Which lines in the entries below contain the string "ShippingAddressInput"? Show each of them in full.

(DATA SUPPLIED begins)

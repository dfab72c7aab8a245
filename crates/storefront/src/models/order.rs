//! Order records and the unvalidated input used to create them.

use chrono::{DateTime, Utc};
use greenhouse_core::{Email, OrderId, OrderStatus, PaymentMethod, PaymentStatus, PlantId, Price};
use serde::{Deserialize, Serialize};

/// Validated customer contact details.
#[derive(Debug, Clone, PartialEq, Eq, Serialize)]
pub struct CustomerInfo {
    pub name: String,
    pub email: Email,
    pub phone: String,
}

/// Validated delivery address.
#[derive(Debug, Clone, PartialEq, Eq, Serialize)]
#[serde(rename_all = "camelCase")]
pub struct ShippingAddress {
    pub address: String,
    #[serde(skip_serializing_if = "Option::is_none")]
    pub landmark: Option<String>,
    pub city: String,
    pub state: String,
    pub pincode: String,
}

/// A purchased item, frozen at order creation.
#[derive(Debug, Clone, PartialEq, Eq, Serialize)]
#[serde(rename_all = "camelCase")]
pub struct OrderLine {
    pub plant_id: PlantId,
    pub name: String,
    pub quantity: u32,
    pub price: Price,
    /// `price × quantity`, never recomputed after creation.
    pub total_price: Price,
}

/// A customer order.
#[derive(Debug, Clone, Serialize)]
#[serde(rename_all = "camelCase")]
pub struct Order {
    pub id: OrderId,
    pub customer_info: CustomerInfo,
    pub shipping_address: ShippingAddress,
    pub items: Vec<OrderLine>,
    pub subtotal: Price,
    pub shipping: Price,
    /// Always zero for now; kept so the total breakdown is explicit.
    pub tax: Price,
    pub total: Price,
    pub status: OrderStatus,
    pub payment_method: PaymentMethod,
    pub payment_status: PaymentStatus,
    pub created_at: DateTime<Utc>,
    pub updated_at: DateTime<Utc>,
}

// =============================================================================
// Input types
// =============================================================================

/// Customer details as submitted by the checkout form.
#[derive(Debug, Clone, Default, Deserialize)]
#[serde(default)]
pub struct CustomerInput {
    pub name: String,
    pub email: String,
    pub phone: String,
}

/// Delivery address as submitted by the checkout form.
#[derive(Debug, Clone, Default, Deserialize)]
#[serde(default)]
pub struct ShippingAddressInput {
    pub address: String,
    pub landmark: Option<String>,
    pub city: String,
    pub state: String,
    pub pincode: String,
}

/// One cart snapshot line as submitted by the checkout form.
#[derive(Debug, Clone, Deserialize)]
pub struct OrderItemInput {
    #[serde(alias = "plantId")]
    pub id: PlantId,
    pub name: String,
    pub price: Price,
    pub quantity: u32,
}

/// Everything needed to create an order, before validation.
#[derive(Debug, Clone, Default, Deserialize)]
#[serde(default, rename_all = "camelCase")]
pub struct OrderDraft {
    pub customer_info: Option<CustomerInput>,
    pub shipping_address: Option<ShippingAddressInput>,
    pub items: Vec<OrderItemInput>,
    pub subtotal: Option<Price>,
    pub shipping: Option<Price>,
    pub total: Option<Price>,
    pub payment_method: PaymentMethod,
}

(DATA SUPPLIED ends)

→ TASK SOLUTION:
pub struct ShippingAddressInput {
    pub shipping_address: Option<ShippingAddressInput>,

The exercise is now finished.